Mindestens 16 Menschen kamen bei Zusammenstößen zwischen den Streitkräften der Demokratischen Republik Kongo (FARDC) und einer Milizgruppe in der goldreichen nordöstlichen Provinz Ituri des Landes ums Leben, teilte die Armee am Montag mit.

Zu den Opfern der Wochenendkämpfe gehörten 12 Mitglieder der Milizgruppe der Genossenschaft für die Entwicklung des Kongo (CODECO), zwei Soldaten und zwei Zivilisten, sagte der FARDC-Sprecher in Ituri Lt. Jules Ngongo gegenüber Reportern.

Die Zusammenstöße fanden in den Dörfern Kabakaba, Esasi und Lisey auf dem Gebiet von Djugu statt, fügte er hinzu.

Ngongo sagte, die Operation sei noch nicht abgeschlossen, und die Armee übernehme die Kontrolle über die Gebiete, die früher von den Milizen in Djugu und Mahagi besetzt waren.

Ngongo stellte fest, dass Maßnahmen zum Schutz der Zivilbevölkerung ergriffen worden waren, und sagte, die Milizen seien dort verschanzt worden, wo keine Armee präsent war.

Mehr als 200 CODECO-Milizen, denen Gräueltaten vorgeworfen wurden, ergaben sich im Januar den Regierungstruppen, als das Vorgehen gegen bewaffnete Gruppen im volatilen Osten des Landes fortgesetzt wurde.
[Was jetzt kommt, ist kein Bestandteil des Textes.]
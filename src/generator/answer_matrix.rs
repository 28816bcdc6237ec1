/*
answer_matrix.rs

Copyright 2025 Hervé Quatremain

This file is part of Linegame.

Linegame is free software: you can redistribute it and/or modify it under the
terms of the GNU General Public License as published by the Free Software
Foundation, either version 3 of the License, or (at your option) any later
version.

Linegame is distributed in the hope that it will be useful, but WITHOUT ANY
WARRANTY; without even the implied warranty of MERCHANTABILITY or FITNESS FOR
A PARTICULAR PURPOSE. See the GNU General Public License for more details.

You should have received a copy of the GNU General Public License along with
Linegame. If not, see <https://www.gnu.org/licenses/>.

SPDX-License-Identifier: GPL-3.0-or-later
*/

//! Encode and decode paths as answer matrices.
//!
//! An answer matrix is the form in which solutions are stored and submitted: a square matrix of
//! integer codes (see [`Direction`]), one per cell.
//! For each cell of the path, the code gives the direction of the next cell.
//! The end cell holds the "finish" code and blockers hold the "blocked" code.
//!
//! The matrix is indexed `answer[y][x]`. Everywhere else in the crate, cells are addressed by
//! `(x, y)`: [`encode`] and [`decode`] are the only places where the two layouts meet.

use serde::{Deserialize, Serialize};
use std::fmt;

use super::cell::{Cell, Direction, UNSET_CODE};
use super::grid::Grid;
use super::path::Path;
use crate::validator::AnswerError;

/// Answer matrix, as exchanged with storage and players.
#[derive(Serialize, Deserialize, Debug, Clone, PartialEq, Eq, Default)]
#[serde(transparent)]
pub struct AnswerMatrix(pub Vec<Vec<i32>>);

impl AnswerMatrix {
    /// Return the raw rows.
    pub fn rows(&self) -> &[Vec<i32>] {
        &self.0
    }

    /// Whether the matrix is a `field_size` x `field_size` square.
    pub fn has_size(&self, field_size: usize) -> bool {
        self.0.len() == field_size && self.0.iter().all(|row| row.len() == field_size)
    }

    /// Return the code stored for the cell, or None if the cell is outside the matrix.
    pub fn code_at(&self, cell: &Cell) -> Option<i32> {
        self.0.get(cell.y).and_then(|row| row.get(cell.x)).copied()
    }
}

impl From<Vec<Vec<i32>>> for AnswerMatrix {
    fn from(rows: Vec<Vec<i32>>) -> Self {
        Self(rows)
    }
}

/// Draw the matrix with arrows, one line per row.
impl fmt::Display for AnswerMatrix {
    fn fmt(&self, f: &mut fmt::Formatter) -> fmt::Result {
        for row in &self.0 {
            let line: String = row
                .iter()
                .map(|code| {
                    if *code == UNSET_CODE {
                        '_'
                    } else {
                        Direction::from_code(*code).symbol()
                    }
                })
                .collect();
            writeln!(f, "{line}")?;
        }
        Ok(())
    }
}

/// Per-cell directions of a submitted answer, addressed by `(x, y)`.
#[derive(Debug, Clone)]
pub struct DecodedAnswer {
    /// `moves[x][y]` is the direction to follow from the cell `(x, y)`.
    moves: Vec<Vec<Direction>>,
}

impl DecodedAnswer {
    /// Return the direction to follow from the cell. Cells outside the grid finish the walk.
    pub fn at(&self, cell: &Cell) -> Direction {
        self.moves
            .get(cell.x)
            .and_then(|column| column.get(cell.y))
            .copied()
            .unwrap_or(Direction::Finish)
    }
}

/// Encode a path as an answer matrix.
///
/// Cells that are neither on the path nor blockers hold [`UNSET_CODE`].
pub fn encode(path: &Path, grid: &Grid) -> AnswerMatrix {
    let n: usize = grid.field_size();
    let mut answer: Vec<Vec<i32>> = vec![vec![UNSET_CODE; n]; n];

    for w in path.get().windows(2) {
        if let Some(d) = w[0].direction_to(&w[1]) {
            answer[w[0].y][w[0].x] = d.code();
        }
    }
    let end: Cell = grid.end();
    answer[end.y][end.x] = Direction::Finish.code();
    for b in grid.blockers() {
        answer[b.y][b.x] = Direction::Blocked.code();
    }
    AnswerMatrix(answer)
}

/// Decode an answer matrix into per-cell directions.
///
/// # Errors
///
/// The function returns [`AnswerError::FieldSizeMismatch`] if the matrix is not a square of the
/// grid size.
pub fn decode(answer: &AnswerMatrix, grid: &Grid) -> Result<DecodedAnswer, AnswerError> {
    let n: usize = grid.field_size();
    if !answer.has_size(n) {
        return Err(AnswerError::FieldSizeMismatch {
            expected: n,
            rows: answer.0.len(),
        });
    }

    let mut moves: Vec<Vec<Direction>> = vec![vec![Direction::Finish; n]; n];
    for (y, row) in answer.0.iter().enumerate() {
        for (x, code) in row.iter().enumerate() {
            moves[x][y] = Direction::from_code(*code);
        }
    }
    Ok(DecodedAnswer { moves })
}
Die Armee startete im Januar eine Offensive gegen die in der Region Ituri operierenden Milizen im Rahmen einer umfassenderen Operation, die im vergangenen Oktober gestartet wurde.

Die Armee hat andere Milizen aufgefordert, sich an einem Transitort zu versammeln, um nicht verfolgt zu werden.

Berichten zufolge wurden mehrere Gebiete, die früher von den Milizen besetzt waren, von Regierungstruppen zurückerobert.